Dataset entries =

+++

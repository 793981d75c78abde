// SPDX-License-Identifier: PMPL-1.0-or-later
// Copyright (c) 2026 Jonathan D.A. Jewell (hyperpolymath) <jonathan.jewell@open.ac.uk>
//
// Pagewerk — Core types, configuration and error definitions shared across all crates.

pub mod config;
pub mod error;
pub mod human_errors;
pub mod types;

pub use config::AppConfig;
pub use error::{ErrorKind, PagewerkError};
pub use types::*;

+++

Instructions for the task =
Could you retype exactly the lines above from the one containing "pub mod config;" through the last line of the records, both included, and nothing else?

Expected answer =
pub mod config;
pub mod error;
pub mod human_errors;
pub mod types;

pub use config::AppConfig;
pub use error::{ErrorKind, PagewerkError};
pub use types::*;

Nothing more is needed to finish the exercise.